New results show that the Notch signaling pathway is activated in patients with systemic sclerosis (SSc), and that inhibition of this pathway in several mouse models of SSc not only prevents skin fibrosis, but also induces regression of established dermal thickening. Such fibrosis, resulting from the activation of fibroblasts, is a characteristic feature of SSc.

Notch signaling is essential for the regulation of cell differentiation, and aberrant activation of this pathway is implicated in the pathogenesis of several malignancies. Cleavage of the Notch receptor by γ-secretase leads to release of the Notch intracellular domain (NICD), which translocates to the nucleus and activates Notch target genes.
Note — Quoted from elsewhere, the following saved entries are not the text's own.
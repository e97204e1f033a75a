use super::AttributeValueResolver;
use crate::consts;
use crate::host::Host;
use crate::models::{Attribute, AttributeContent, ContentObject, TagValue};

/// Resolves an object relation attribute.
///
/// - The primary value is the related object's trimmed name (empty when
///   nothing is related).
/// - The `related_images` member lists the `opengraph` variant URL of every
///   populated image attribute on the related object, in attribute order,
///   falling back to the host's default image when there are none.
#[derive(Debug, Clone, Copy)]
pub struct ObjectRelationResolver<'a> {
    object: Option<&'a ContentObject>,
}
impl<'a> ObjectRelationResolver<'a> {
    /// `None` unless `attribute` holds relation content (possibly empty).
    pub fn new(attribute: &'a Attribute) -> Option<Self> {
        match &attribute.content {
            AttributeContent::ObjectRelation(object) => Some(Self {
                object: object.as_deref(),
            }),
            _ => None,
        }
    }

    fn related_images(&self, host: &Host) -> Vec<String> {
        let mut images: Vec<String> = self
            .object
            .into_iter()
            .flat_map(|object| object.attributes.iter())
            .filter_map(|attribute| match &attribute.content {
                AttributeContent::Image(Some(image)) => host.variant_url(image, consts::OPENGRAPH_VARIANT),
                _ => None,
            })
            .collect();
        if images.is_empty() {
            images.push(host.default_image_url());
        }
        images
    }
}
impl AttributeValueResolver for ObjectRelationResolver<'_> {
    fn value(&self, _: &Host) -> TagValue {
        self.object.map(|object| object.name.trim().to_string()).unwrap_or_default().into()
    }

    fn member(&self, name: &str, host: &Host) -> TagValue {
        match name {
            consts::RELATED_IMAGES => self.related_images(host).into(),
            _ => TagValue::default(),
        }
    }
}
The accumulation of NICD was detected by immunohistochemistry in skin biopsy samples from 11 patients with SSc, but not in those from 8 healthy controls. The patients also had increased messenger RNA levels of the Notch target gene HES1. Blocking the Notch pathway with DAPT, a γ-secretase inhibitor, reduced dermal thickening in the bleomycin-induced and Fbn1Tsk mouse models of skin fibrosis (representative of the early and late stages of SSc, respectively). The researchers also demonstrated that inhibition of Notch signaling led to regression of established thickening in a modified model of bleomycin-induced fibrosis. Dermal fibrosis markedly decreased in mice challenged with bleomycin for 6 weeks and treated with DAPT for the last 3 weeks, compared with animals that did not receive the antifibrotic agent.

The researchers conclude that inhibition of Notch signaling could be a potential molecular target for antifibrotic therapies, and that their findings might lead to clinical trials of Notch pathway inhibitors in patients with SSc.